*Directions for this task*:
The answer must consist of every line in the data below that holds the word "output".
*** Exercise material ***
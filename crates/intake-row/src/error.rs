#![forbid(unsafe_code)]

//! The row failure taxonomy.
//!
//! Every failure is recoverable and none is fatal to the row: the user
//! re-triggers the failed action (re-select, re-edit, re-confirm). There
//! is no automatic retry.

use thiserror::Error;

use crate::backend::BackendError;

/// A failed collaborator call, routed to the error sink.
#[derive(Debug, Clone, PartialEq, Eq, Error)]
pub enum RowError {
    /// The eligible-options lookup failed. The cascade is left exactly as
    /// it was before the attempt; nothing is partially populated.
    #[error("eligible-options lookup failed: {0}")]
    Lookup(#[source] BackendError),
    /// The save failed. The session does not advance and the identity
    /// field stays unlocked; the row remains editable and resubmittable.
    #[error("record save failed: {0}")]
    Save(#[source] BackendError),
    /// The delete failed. The stored identifier is kept and the row stays
    /// intact.
    #[error("record delete failed: {0}")]
    Delete(#[source] BackendError),
}
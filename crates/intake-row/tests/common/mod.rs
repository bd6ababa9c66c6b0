#![allow(dead_code)]

//! Mock collaborators and a deterministic harness shared by the row
//! scenario tests.

use std::collections::VecDeque;
use std::sync::atomic::{AtomicBool, AtomicUsize, Ordering};
use std::sync::{Arc, Mutex};

use intake_fields::{
    FieldDescriptor, FieldRole, FieldSet, LookupResult, OptionItem, Payload, PendingEdits,
};
use intake_row::{
    BackendError, ConfirmModal, DeliveryRow, ErrorSink, NotificationSink, OptionsSource, RecordId,
    RecordStore, RowConfig, RowContext, RowError, RowMsg, Severity,
};
use intake_runtime::{Cmd, Model};

/// Options source fed from a queue; falls back to an empty result.
#[derive(Default)]
pub struct MockOptionsSource {
    pub results: Mutex<VecDeque<Result<LookupResult, BackendError>>>,
    pub calls: AtomicUsize,
}

impl MockOptionsSource {
    pub fn with(result: Result<LookupResult, BackendError>) -> Self {
        let source = Self::default();
        source.results.lock().unwrap().push_back(result);
        source
    }

    pub fn push(&self, result: Result<LookupResult, BackendError>) {
        self.results.lock().unwrap().push_back(result);
    }
}

impl OptionsSource for MockOptionsSource {
    fn lookup_options(&self, _person_id: &str) -> Result<LookupResult, BackendError> {
        self.calls.fetch_add(1, Ordering::SeqCst);
        self.results
            .lock()
            .unwrap()
            .pop_front()
            .unwrap_or_else(|| Ok(LookupResult::default()))
    }
}

/// Record store that captures every payload and deletion.
#[derive(Default)]
pub struct MockRecordStore {
    pub save_results: Mutex<VecDeque<Result<RecordId, BackendError>>>,
    pub delete_results: Mutex<VecDeque<Result<(), BackendError>>>,
    pub saves: Mutex<Vec<Payload>>,
    pub deletes: Mutex<Vec<RecordId>>,
}

impl MockRecordStore {
    pub fn save_count(&self) -> usize {
        self.saves.lock().unwrap().len()
    }

    pub fn last_payload(&self) -> Payload {
        self.saves.lock().unwrap().last().cloned().expect("a save")
    }

    pub fn queue_save(&self, result: Result<RecordId, BackendError>) {
        self.save_results.lock().unwrap().push_back(result);
    }

    pub fn queue_delete(&self, result: Result<(), BackendError>) {
        self.delete_results.lock().unwrap().push_back(result);
    }
}

impl RecordStore for MockRecordStore {
    fn save(&self, payload: &Payload) -> Result<RecordId, BackendError> {
        let mut saves = self.saves.lock().unwrap();
        saves.push(payload.clone());
        let fallback = Ok(format!("rec-{}", saves.len()));
        self.save_results
            .lock()
            .unwrap()
            .pop_front()
            .unwrap_or(fallback)
    }

    fn delete_by_id(&self, id: &RecordId) -> Result<(), BackendError> {
        self.deletes.lock().unwrap().push(id.clone());
        self.delete_results
            .lock()
            .unwrap()
            .pop_front()
            .unwrap_or(Ok(()))
    }
}

/// Notification sink that records every toast.
#[derive(Default)]
pub struct RecordingNotifier {
    pub toasts: Mutex<Vec<(String, String, Severity)>>,
}

impl NotificationSink for RecordingNotifier {
    fn notify(&self, title: &str, message: &str, severity: Severity) {
        self.toasts
            .lock()
            .unwrap()
            .push((title.into(), message.into(), severity));
    }
}

/// Error sink that records every failure.
#[derive(Default)]
pub struct RecordingErrors {
    pub reported: Mutex<Vec<RowError>>,
}

impl RecordingErrors {
    pub fn count(&self) -> usize {
        self.reported.lock().unwrap().len()
    }
}

impl ErrorSink for RecordingErrors {
    fn report(&self, error: &RowError) {
        self.reported.lock().unwrap().push(error.clone());
    }
}

/// Modal that tracks visibility and call counts.
#[derive(Default)]
pub struct FlagModal {
    pub visible: AtomicBool,
    pub shows: AtomicUsize,
    pub hides: AtomicUsize,
}

impl ConfirmModal for FlagModal {
    fn show(&self) {
        self.visible.store(true, Ordering::SeqCst);
        self.shows.fetch_add(1, Ordering::SeqCst);
    }

    fn hide(&self) {
        self.visible.store(false, Ordering::SeqCst);
        self.hides.fetch_add(1, Ordering::SeqCst);
    }
}

/// Every collaborator, plus a context() view for row construction.
pub struct TestBed {
    pub options: Arc<MockOptionsSource>,
    pub store: Arc<MockRecordStore>,
    pub notifier: Arc<RecordingNotifier>,
    pub errors: Arc<RecordingErrors>,
    pub modal: Arc<FlagModal>,
}

impl Default for TestBed {
    fn default() -> Self {
        Self {
            options: Arc::new(MockOptionsSource::default()),
            store: Arc::new(MockRecordStore::default()),
            notifier: Arc::new(RecordingNotifier::default()),
            errors: Arc::new(RecordingErrors::default()),
            modal: Arc::new(FlagModal::default()),
        }
    }
}

impl TestBed {
    pub fn context(&self) -> RowContext {
        RowContext {
            options: self.options.clone(),
            store: self.store.clone(),
            notifier: self.notifier.clone(),
            errors: self.errors.clone(),
            modal: self.modal.clone(),
        }
    }

    pub fn row(&self, index: usize) -> DeliveryRow {
        DeliveryRow::new(index, standard_fields(), self.context(), RowConfig::default())
    }
}

/// The field set the scenarios share: identity + cascade pair + two plain
/// fields.
pub fn standard_fields() -> FieldSet {
    FieldSet::new(vec![
        FieldDescriptor::new("Contact", "Contact", FieldRole::Identity),
        FieldDescriptor::new("Engagement", "Engagement", FieldRole::Engagement),
        FieldDescriptor::new("Service", "Service", FieldRole::Service),
        FieldDescriptor::new("Quantity", "Quantity", FieldRole::Plain),
        FieldDescriptor::new("Date", "Date", FieldRole::Plain),
    ])
    .unwrap()
}

/// Two programs, two services, two engagements.
pub fn standard_lookup() -> LookupResult {
    LookupResult::new(
        vec![
            OptionItem::new("S1", "Tutoring").program("P1"),
            OptionItem::new("S2", "Meals").program("P2"),
        ],
        vec![
            OptionItem::new("E1", "Eng 1").program("P1"),
            OptionItem::new("E2", "Eng 2").program("P2"),
        ],
    )
}

/// Drives a row deterministically on the test thread.
///
/// Tasks run inline; debounce commands park their message in a single
/// slot (a newer command supersedes the older one, mirroring the real
/// timer) until the test fires it explicitly with
/// [`fire_autosave`](Harness::fire_autosave).
pub struct Harness {
    pub row: DeliveryRow,
    pub pending_autosave: Option<RowMsg>,
}

impl Harness {
    pub fn new(row: DeliveryRow) -> Self {
        Self {
            row,
            pending_autosave: None,
        }
    }

    pub fn dispatch(&mut self, msg: RowMsg) {
        let cmd = self.row.update(msg);
        self.exec(cmd);
    }

    fn exec(&mut self, cmd: Cmd<RowMsg>) {
        match cmd {
            Cmd::None => {}
            Cmd::Msg(msg) => self.dispatch(msg),
            Cmd::Batch(cmds) => {
                for cmd in cmds {
                    self.exec(cmd);
                }
            }
            Cmd::Task(task) => {
                if let Some(msg) = task() {
                    self.dispatch(msg);
                }
            }
            Cmd::Debounce { msg, .. } => self.pending_autosave = Some(msg),
        }
    }

    /// Deliver the parked autosave message, as the timer would after a
    /// quiescent delay.
    pub fn fire_autosave(&mut self) {
        if let Some(msg) = self.pending_autosave.take() {
            self.dispatch(msg);
        }
    }

    /// Select a contact and run the lookup to completion.
    pub fn resolve_contact(&mut self, person_id: &str) {
        self.dispatch(RowMsg::IdentityChanged(vec![person_id.into()]));
    }

    pub fn select_combo(&mut self, api_name: &str, value: &str) {
        self.dispatch(RowMsg::ComboSelected {
            api_name: api_name.into(),
            value: value.into(),
        });
    }

    pub fn edit(&mut self, api_name: &str, value: serde_json::Value) {
        self.dispatch(RowMsg::FieldEdited {
            api_name: api_name.into(),
            value,
        });
    }

    pub fn pending(&self) -> &PendingEdits {
        self.row.pending_edits()
    }
}
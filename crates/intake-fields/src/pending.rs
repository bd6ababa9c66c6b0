#![forbid(unsafe_code)]

//! Unsaved edits awaiting the next submit.

use serde_json::Value;

/// The submit payload shape: attribute name to value.
pub type Payload = serde_json::Map<String, Value>;

/// User-entered values accumulated between lookups.
///
/// Edits are keyed by the field's `api_name` and flushed wholesale into a
/// submit payload. The whole map is cleared whenever the engagement
/// selection changes, so offerings chosen under one program are never
/// resubmitted under another.
#[derive(Debug, Clone, Default, PartialEq)]
pub struct PendingEdits {
    values: Payload,
}

impl PendingEdits {
    /// Create an empty edit set.
    pub fn new() -> Self {
        Self::default()
    }

    /// Record a value for `api_name`, replacing any earlier edit.
    pub fn insert(&mut self, api_name: impl Into<String>, value: Value) {
        self.values.insert(api_name.into(), value);
    }

    /// The recorded value for `api_name`, if any.
    pub fn get(&self, api_name: &str) -> Option<&Value> {
        self.values.get(api_name)
    }

    /// Drop every recorded edit.
    pub fn clear(&mut self) {
        self.values.clear();
    }

    pub fn is_empty(&self) -> bool {
        self.values.is_empty()
    }

    pub fn len(&self) -> usize {
        self.values.len()
    }

    /// Copy every edit into `payload`, overwriting colliding keys.
    pub fn merge_into(&self, payload: &mut Payload) {
        for (key, value) in &self.values {
            payload.insert(key.clone(), value.clone());
        }
    }
}
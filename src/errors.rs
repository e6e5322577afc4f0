//! Closed error union for callers of parsing routines.
//!
//! Rather than an open exception hierarchy, failure propagation goes through
//! a single tagged union so it is explicit in function signatures: a caller
//! that reads input and hands it to a parser returns `Result<T>` and uses
//! `?` for both the read and the parse.

use std::fmt;

use miette::{Diagnostic, LabeledSpan, Report, SourceCode};
use thiserror::Error;

use crate::failure::ParseFailure;

/// All failure kinds a parsing caller can observe.
#[derive(Debug, Error)]
pub enum Error {
    #[error(transparent)]
    Parse(#[from] ParseFailure),
    #[error("I/O error: {0}")]
    Io(#[from] std::io::Error),
}

pub type Result<T> = std::result::Result<T, Error>;

impl Diagnostic for Error {
    fn code<'a>(&'a self) -> Option<Box<dyn fmt::Display + 'a>> {
        match self {
            Error::Parse(failure) => failure.code(),
            Error::Io(_) => None,
        }
    }

    fn source_code(&self) -> Option<&dyn SourceCode> {
        match self {
            Error::Parse(failure) => failure.source_code(),
            Error::Io(_) => None,
        }
    }

    fn labels(&self) -> Option<Box<dyn Iterator<Item = LabeledSpan> + '_>> {
        match self {
            Error::Parse(failure) => failure.labels(),
            Error::Io(_) => None,
        }
    }
}

/// Renders an error with full miette diagnostics.
///
/// Parse failures come out with the input snapshot and a label at the error
/// position. The sink is the caller's choice; most print to stderr.
pub fn render_report(error: Error) -> String {
    let report = Report::new(error);
    format!("{report:?}")
}

#[cfg(test)]
mod errors_tests {
    use super::*;

    #[test]
    fn test_report_shows_snapshot_and_message() {
        let failure = ParseFailure::new("Unexpected char", "2024-13-40", 5);
        let output = render_report(failure.into());
        assert!(output.contains("Unexpected char"));
        assert!(output.contains("2024-13-40"));
        assert!(output.contains("first unparseable element"));
    }

    #[test]
    fn test_report_end_of_input_position() {
        let failure = ParseFailure::new("Unexpected end of input", "2024-", 5);
        let output = render_report(failure.into());
        assert!(output.contains("Unexpected end of input"));
    }

    #[test]
    fn test_report_includes_cause_chain() {
        let io = std::io::Error::new(std::io::ErrorKind::InvalidData, "bad byte");
        let failure = ParseFailure::with_cause("Undecodable input", "abc", 0, io);
        let output = render_report(failure.into());
        assert!(output.contains("Undecodable input"));
        assert!(output.contains("bad byte"));
    }

    #[test]
    fn test_io_variant_renders_without_snapshot() {
        let io = std::io::Error::new(std::io::ErrorKind::NotFound, "no such file");
        let output = render_report(io.into());
        assert!(output.contains("no such file"));
    }
}
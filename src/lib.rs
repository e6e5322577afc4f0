pub use crate::errors::{render_report, Error, Result};
pub use crate::failure::ParseFailure;

pub mod errors;
pub mod failure;
//! # classic-gym
//!
//! Classic-control reinforcement learning environments behind a versioned
//! registry, with a guided set of demo routines.
//!
//! ## Quick Start
//!
//! ```rust
//! use classic_gym::prelude::*;
//! use rand::{SeedableRng, rngs::StdRng};
//!
//! let mut env = make("CartPole-v0").unwrap();
//! let mut rng = StdRng::seed_from_u64(0);
//!
//! env.reset().unwrap();
//! loop {
//!     let action = env.action_space().sample(&mut rng);
//!     let result = env.step(action).unwrap();
//!     if result.done() {
//!         break;
//!     }
//! }
//! env.close();
//! ```

#![warn(missing_docs)]
#![warn(clippy::all)]

/// Demo routines and their configuration
pub mod demos;

/// Environment traits and implementations
pub mod env;

/// Typed errors
pub mod error;

/// Environment registry
pub mod registry;

/// Text rendering
pub mod render;

/// Action and observation spaces
pub mod spaces;

/// Prelude module for convenient imports
///
/// This module re-exports commonly used types and traits for convenience.
pub mod prelude {
    pub use crate::{
        env::{CartPole, Environment, MountainCar, StepResult, TimeLimit},
        error::GymError,
        registry::{EnvSpec, Registry, make, registry},
        render::{Frame, RenderMode},
        spaces::{BoxSpace, Discrete},
    };
}

/// Current version of classic-gym
pub const VERSION: &str = env!("CARGO_PKG_VERSION");

#[cfg(test)]
mod tests {
    use super::*;

    #[test]
    fn test_version() {
        assert_eq!(VERSION, "0.1.0");
    }
}
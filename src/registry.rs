//! Environment registry
//!
//! Maps versioned ids such as `CartPole-v0` to constructors. A process-wide
//! registry pre-populated with the built-in environments is available via
//! [`registry`] and [`make`]; independent registries can be built with
//! [`Registry::new`] or [`Registry::with_builtins`].
//!
//! ```rust
//! use classic_gym::{env::Environment, registry};
//!
//! let mut env = registry::make("CartPole-v0").unwrap();
//! let obs = env.reset().unwrap();
//! assert_eq!(obs.len(), 4);
//! ```

use std::{collections::BTreeMap, fmt, sync::OnceLock};

use anyhow::Result;

use crate::{
    env::{CartPole, Environment, MountainCar, TimeLimit},
    error::GymError,
};

/// Constructor for a registered environment
pub type EntryPoint = fn() -> Box<dyn Environment>;

/// Registration record for one environment id
#[derive(Clone)]
pub struct EnvSpec {
    /// Versioned id, e.g. `CartPole-v1`
    pub id: String,

    /// Builds a fresh, unwrapped environment
    pub entry_point: EntryPoint,

    /// Episodes are truncated after this many steps
    pub max_episode_steps: Option<usize>,

    /// Average episode reward at which the task counts as solved
    pub reward_threshold: Option<f32>,
}

impl EnvSpec {
    /// Create a spec without step limit or reward threshold
    pub fn new(id: impl Into<String>, entry_point: EntryPoint) -> Self {
        Self { id: id.into(), entry_point, max_episode_steps: None, reward_threshold: None }
    }

    /// Set the episode step limit
    pub fn max_episode_steps(mut self, steps: usize) -> Self {
        self.max_episode_steps = Some(steps);
        self
    }

    /// Set the reward threshold
    pub fn reward_threshold(mut self, threshold: f32) -> Self {
        self.reward_threshold = Some(threshold);
        self
    }

    /// Instantiate the environment, applying the step limit if any
    pub fn make(&self) -> Box<dyn Environment> {
        let env = (self.entry_point)();
        match self.max_episode_steps {
            Some(steps) => Box::new(TimeLimit::new(env, steps)),
            None => env,
        }
    }
}

impl fmt::Debug for EnvSpec {
    fn fmt(&self, f: &mut fmt::Formatter<'_>) -> fmt::Result {
        f.debug_struct("EnvSpec")
            .field("id", &self.id)
            .field("max_episode_steps", &self.max_episode_steps)
            .field("reward_threshold", &self.reward_threshold)
            .finish()
    }
}

impl fmt::Display for EnvSpec {
    fn fmt(&self, f: &mut fmt::Formatter<'_>) -> fmt::Result {
        write!(f, "EnvSpec({})", self.id)
    }
}

/// Split a versioned id into its name and version
///
/// Ids look like `Name-vN`, optionally prefixed with `namespace/`. The name
/// may contain letters, digits, `_`, `-`, `.` and `:`.
pub fn parse_id(id: &str) -> Result<(&str, u32), GymError> {
    let malformed = || GymError::MalformedId(id.to_string());

    let (name, version) = id.rsplit_once("-v").ok_or_else(malformed)?;
    if version.is_empty() || !version.chars().all(|c| c.is_ascii_digit()) {
        return Err(malformed());
    }
    let version: u32 = version.parse().map_err(|_| malformed())?;

    let bare = name.rsplit_once('/').map_or(name, |(_, bare)| bare);
    let valid_char = |c: char| c.is_ascii_alphanumeric() || matches!(c, '_' | '-' | '.' | ':');
    if bare.is_empty() || !name.chars().all(|c| valid_char(c) || c == '/') {
        return Err(malformed());
    }

    Ok((name, version))
}

/// A table of environment specs keyed by id
#[derive(Debug, Clone, Default)]
pub struct Registry {
    specs: BTreeMap<String, EnvSpec>,
}

impl Registry {
    /// Create an empty registry
    pub fn new() -> Self {
        Self::default()
    }

    /// Create a registry holding the built-in environments
    pub fn with_builtins() -> Self {
        let mut registry = Self::new();
        for spec in builtin_specs() {
            if let Err(e) = registry.register(spec) {
                unreachable!("built-in specs are unique and well formed: {}", e);
            }
        }
        registry
    }

    /// Add a spec, rejecting malformed or duplicate ids
    pub fn register(&mut self, spec: EnvSpec) -> Result<(), GymError> {
        parse_id(&spec.id)?;
        if self.specs.contains_key(&spec.id) {
            return Err(GymError::AlreadyRegistered(spec.id));
        }
        tracing::debug!("Registering env {}", spec.id);
        self.specs.insert(spec.id.clone(), spec);
        Ok(())
    }

    /// Look up the spec for `id`
    pub fn spec(&self, id: &str) -> Result<&EnvSpec, GymError> {
        if let Some(spec) = self.specs.get(id) {
            return Ok(spec);
        }

        let (name, _) = parse_id(id)?;
        let valid: Vec<String> = self
            .specs
            .keys()
            .filter(|key| parse_id(key).is_ok_and(|(other, _)| other == name))
            .cloned()
            .collect();

        if valid.is_empty() {
            Err(GymError::UnregisteredEnv(id.to_string()))
        } else {
            Err(GymError::DeprecatedEnv { id: id.to_string(), valid })
        }
    }

    /// Instantiate the environment registered as `id`
    pub fn make(&self, id: &str) -> Result<Box<dyn Environment>> {
        let spec = self.spec(id)?;
        tracing::info!("Making new env: {}", id);
        Ok(spec.make())
    }

    /// All specs, ordered by id
    pub fn all(&self) -> impl Iterator<Item = &EnvSpec> {
        self.specs.values()
    }

    /// All ids, sorted
    pub fn ids(&self) -> Vec<String> {
        self.specs.keys().cloned().collect()
    }

    /// Number of registered environments
    pub fn len(&self) -> usize {
        self.specs.len()
    }

    /// Whether nothing is registered
    pub fn is_empty(&self) -> bool {
        self.specs.is_empty()
    }
}

fn builtin_specs() -> Vec<EnvSpec> {
    vec![
        EnvSpec::new("CartPole-v0", || Box::new(CartPole::new()))
            .max_episode_steps(200)
            .reward_threshold(195.0),
        EnvSpec::new("CartPole-v1", || Box::new(CartPole::new()))
            .max_episode_steps(500)
            .reward_threshold(475.0),
        EnvSpec::new("MountainCar-v0", || Box::new(MountainCar::new()))
            .max_episode_steps(200)
            .reward_threshold(-110.0),
    ]
}

static REGISTRY: OnceLock<Registry> = OnceLock::new();

/// The process-wide registry of built-in environments
pub fn registry() -> &'static Registry {
    REGISTRY.get_or_init(Registry::with_builtins)
}

/// Instantiate a built-in environment by id
pub fn make(id: &str) -> Result<Box<dyn Environment>> {
    registry().make(id)
}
*** End of Exercise material ***
*Response to the task*:
        let output = render_report(failure.into());
        assert!(output.contains("Unexpected char"));
        assert!(output.contains("2024-13-40"));
        assert!(output.contains("first unparseable element"));
        let output = render_report(failure.into());
        assert!(output.contains("Unexpected end of input"));
        let output = render_report(failure.into());
        assert!(output.contains("Undecodable input"));
        assert!(output.contains("bad byte"));
        let output = render_report(io.into());
        assert!(output.contains("no such file"));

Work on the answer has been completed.